In the beginning God created the heaven and earth. After that, all bets were off because people lost their fucking minds.
I have very few memories of my mother before the age of 10. It was that summer when she told me she was taking my sister and me away from my dad because she was divorcing him. I didn't question anything about her at that time. I thought the things she told me about my dad were true because I had nothing with which to disprove her incessant ramblings about what a bastard my father was. I had already been fighting for my own survival for more than five years and what she was doing to our family didn't register because I was already living in my own hell, all she did was change the location.
Before my mom left with Penny and me, my dad worked long hours and would sometimes be gone for days. He went wherever there was construction to support his family while my mom stayed at home. Except she didn't stay at home. I can remember getting off the school bus and running up the long driveway to...nothing. I have no memories of her being there to greet us. She wasn't a milk and cookies kind of mom. I remember almost nothing about her, only little snippets.

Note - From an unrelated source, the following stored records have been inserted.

//! Kernel storage: a trainable float variable, or int8 values plus a scale.

use parking_lot::Mutex;

use candle_core::{DType, Device, Tensor, Var};

use qdense_common::{QDenseError, Result};

use crate::plan::AxisPlan;
use crate::quantize::{abs_max_codes, dequantize, Int8Tensor};

/// The layer's kernel in one of its two representations.
pub enum KernelTensor {
    Float(Var),
    Int8(QuantizedKernel),
}

impl KernelTensor {
    pub fn is_quantized(&self) -> bool {
        matches!(self, Self::Int8(_))
    }

    pub fn dims(&self) -> &[usize] {
        match self {
            Self::Float(v) => v.dims(),
            Self::Int8(q) => q.values.dims(),
        }
    }

    /// Quantize a float kernel. An int8 kernel is an error, not a no-op.
    pub fn quantize(&self, plan: &AxisPlan) -> Result<QuantizedKernel> {
        match self {
            Self::Float(v) => QuantizedKernel::quantize(v.as_tensor(), plan),
            Self::Int8(_) => Err(QDenseError::AlreadyQuantized),
        }
    }
}

/// Int8 kernel values and their scale.
///
/// The scale is stored already rearranged into the output layout (see
/// [`crate::plan::OperandAxes::align`]), which is also how it is persisted.
/// The float carrier the contraction consumes is built per call unless
/// [`QuantizedKernel::cache_codes`] pins it until
/// [`QuantizedKernel::clear_cache`].
pub struct QuantizedKernel {
    values: Int8Tensor,
    scale: Tensor,
    /// Inference cache: `Some(codes)` only when set via `cache_codes`.
    cache: Mutex<Option<Tensor>>,
}

impl QuantizedKernel {
    pub fn new(values: Int8Tensor, scale: Tensor, plan: &AxisPlan) -> Result<Self> {
        if values.dims().len() != plan.weight.transpose.len() {
            return Err(QDenseError::ShapeMismatch(format!(
                "kernel values have rank {}, the equation's weight has rank {}",
                values.dims().len(),
                plan.weight.transpose.len()
            )));
        }
        let expected = plan.weight.scale_shape(values.dims());
        if scale.dims() != expected.as_slice() {
            return Err(QDenseError::ShapeMismatch(format!(
                "kernel scale has shape {:?}, kernel {:?} needs {:?}",
                scale.dims(),
                values.dims(),
                expected
            )));
        }
        Ok(Self {
            values,
            scale,
            cache: Mutex::new(None),
        })
    }

    /// Placeholder state for a layer built directly in int8: zero values and
    /// unit scale, meant to be overwritten by a load.
    pub fn zeros(kernel_shape: &[usize], plan: &AxisPlan, dtype: DType, device: &Device) -> Result<Self> {
        let scale = Tensor::ones(plan.weight.scale_shape(kernel_shape), dtype, device)?;
        Self::new(Int8Tensor::zeros(kernel_shape), scale, plan)
    }

    /// Abs-max quantize `kernel` over the axes the contraction reduces.
    pub fn quantize(kernel: &Tensor, plan: &AxisPlan) -> Result<Self> {
        let (codes, scale) = abs_max_codes(kernel, &plan.weight.reduced)?;
        let values = Int8Tensor::from_codes(&codes)?;
        let scale = plan.weight.align(&scale)?;
        Self::new(values, scale, plan)
    }

    pub fn values(&self) -> &Int8Tensor {
        &self.values
    }

    /// Scale in output layout.
    pub fn scale(&self) -> &Tensor {
        &self.scale
    }

    /// Float kernel reconstructed in the kernel's own layout.
    pub fn dequantize(&self, plan: &AxisPlan) -> Result<Tensor> {
        let scale = plan.weight.unalign(&self.scale)?;
        dequantize(&self.codes()?, &scale)
    }

    /// Integer values on an `F64` carrier, exact for any int8 contraction
    /// length this layer will see. Taken from the cache when one is pinned,
    /// otherwise built for this call only.
    pub fn codes(&self) -> Result<Tensor> {
        if let Some(ref codes) = *self.cache.lock() {
            return Ok(codes.clone());
        }
        self.values.to_tensor(DType::F64, self.scale.device())
    }

    /// Pin the `F64` carrier so repeated forwards skip rebuilding it. Costs
    /// eight bytes per kernel element until [`QuantizedKernel::clear_cache`].
    pub fn cache_codes(&self) -> Result<()> {
        let codes = self.values.to_tensor(DType::F64, self.scale.device())?;
        self.cache.lock().replace(codes);
        Ok(())
    }

    pub fn clear_cache(&self) {
        self.cache.lock().take();
    }

    pub fn is_cached(&self) -> bool {
        self.cache.lock().is_some()
    }

    /// Fold a float update into the kernel and requantize.
    ///
    /// Dequantize, add, quantize again: lossy, and the scale is recomputed
    /// from the merged values.
    pub fn merge(&self, delta: &Tensor, plan: &AxisPlan) -> Result<Self> {
        let merged = (self.dequantize(plan)? + delta.to_dtype(self.scale.dtype())?)?;
        tracing::info!(
            kernel = ?self.values.dims(),
            "requantizing kernel with merged adapter; this is lossy"
        );
        Self::quantize(&merged, plan)
    }
}

// ── Tests ───────────────────────────────────────────────────────────────────

#[cfg(test)]
mod tests {
    use super::*;

    fn max_abs_diff(a: &Tensor, b: &Tensor) -> f32 {
        (a - b)
            .unwrap()
            .abs()
            .unwrap()
            .flatten_all()
            .unwrap()
            .max(0)
            .unwrap()
            .to_scalar()
            .unwrap()
    }

    #[test]
    fn quantize_stores_aligned_scale() {
        let dev = Device::Cpu;
        let plan = AxisPlan::analyze("abc,cd->abd", 3).unwrap();
        let w = Tensor::randn(0f32, 1., (16, 8), &dev).unwrap();
        let q = QuantizedKernel::quantize(&w, &plan).unwrap();
        assert_eq!(q.values().dims(), &[16, 8]);
        assert_eq!(q.scale().dims(), &[1, 1, 8]);

        let back = q.dequantize(&plan).unwrap();
        assert_eq!(back.dims(), &[16, 8]);
        assert!(max_abs_diff(&back, &w) < 0.05);
    }

    #[test]
    fn codes_are_only_cached_on_request() {
        let dev = Device::Cpu;
        let plan = AxisPlan::analyze("ab,bc->ac", 2).unwrap();
        let w = Tensor::randn(0f32, 1., (4, 3), &dev).unwrap();
        let q = QuantizedKernel::quantize(&w, &plan).unwrap();
        let codes = q.codes().unwrap();
        assert_eq!(codes.dtype(), DType::F64);
        assert!(!q.is_cached());

        q.cache_codes().unwrap();
        assert!(q.is_cached());
        let cached: Vec<Vec<f64>> = q.codes().unwrap().to_vec2().unwrap();
        assert_eq!(cached, codes.to_vec2::<f64>().unwrap());
        q.clear_cache();
        assert!(!q.is_cached());
    }

    #[test]
    fn second_quantize_is_rejected() {
        let dev = Device::Cpu;
        let plan = AxisPlan::analyze("ab,bc->ac", 2).unwrap();
        let var = Var::randn(0f32, 1., (4, 3), &dev).unwrap();
        let kernel = KernelTensor::Float(var);
        let q = kernel.quantize(&plan).unwrap();
        let kernel = KernelTensor::Int8(q);
        assert!(kernel.is_quantized());
        assert!(matches!(kernel.quantize(&plan), Err(QDenseError::AlreadyQuantized)));
    }

    #[test]
    fn scale_shape_is_checked() {
        let dev = Device::Cpu;
        let plan = AxisPlan::analyze("ab,bc->ac", 2).unwrap();
        let scale = Tensor::ones((4, 1), DType::F32, &dev).unwrap();
        assert!(matches!(
            QuantizedKernel::new(Int8Tensor::zeros(&[4, 3]), scale, &plan),
            Err(QDenseError::ShapeMismatch(_))
        ));
    }

    #[test]
    fn values_rank_is_checked() {
        let dev = Device::Cpu;
        let plan = AxisPlan::analyze("abc,cd->abd", 3).unwrap();
        let scale = Tensor::ones((1, 1, 3), DType::F32, &dev).unwrap();
        assert!(matches!(
            QuantizedKernel::new(Int8Tensor::zeros(&[4]), scale, &plan),
            Err(QDenseError::ShapeMismatch(_))
        ));
    }

    #[test]
    fn merge_adds_delta_before_requantizing() {
        let dev = Device::Cpu;
        let plan = AxisPlan::analyze("ab,bc->ac", 2).unwrap();
        let w = Tensor::randn(0f32, 1., (8, 4), &dev).unwrap();
        let delta = Tensor::randn(0f32, 0.5, (8, 4), &dev).unwrap();
        let q = QuantizedKernel::quantize(&w, &plan).unwrap();
        let merged = q.merge(&delta, &plan).unwrap();
        let expected = (&w + &delta).unwrap();
        assert!(max_abs_diff(&merged.dequantize(&plan).unwrap(), &expected) < 0.1);
    }

    #[test]
    fn zeros_has_unit_scale() {
        let plan = AxisPlan::analyze("abc,cd->abd", 3).unwrap();
        let q = QuantizedKernel::zeros(&[6, 5], &plan, DType::F32, &Device::Cpu).unwrap();
        assert_eq!(q.scale().dims(), &[1, 1, 5]);
        assert!(q.values().as_slice().iter().all(|&v| v == 0));
    }
}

I remember being taken from my bed by the eldest brother and put in a dark closet so he could get a blowjob. The carpeting was black and felt like steel wool under me. I remember the second eldest brother taking me into the bathroom for the very same reason. Except he took it further by taking me into our parent's bathroom and forcing me to shove a tampon into my vagina. The carpet was pale blue and felt soft like cotton under me. I remember the third eldest brother dragging me into his bed to hump up against me. The abuse by all three brothers continued for years and before I turned nine. The second eldest boy also physically and verbally abused me all through junior high and high school. The third eldest had sex with me when I was 11 or 12 years old. Then it stopped.
No, it really didn't.
The brothers had friends and many sexually abused me too. My mom's boyfriend made a few unsuccessful attempts with me, yet his adult son raped me when I was around 15 years old. I felt like a prostitute that worked for free.
I grew up with an extremely warped sense that all of this was normal and, because of that, was reflected in all the relationships I had as an adult.
Many girls dream about falling in love, getting married and having babies I, however, was not one of them.
I was hyperfocused on getting away from all the people who hurt me yet I couldn't run fast enough or far enough to break free of my past. I spent so much energy and time in bad relationships/marriages that it took years to find my center. I had no idea what a healthy marriage/relationship was, except for my paternal grandparents, and it was something I would have to figure out on my own.
Everything about me and my life changed on May 12, 1999 -- when Henry walked through my door. EVERYTHING.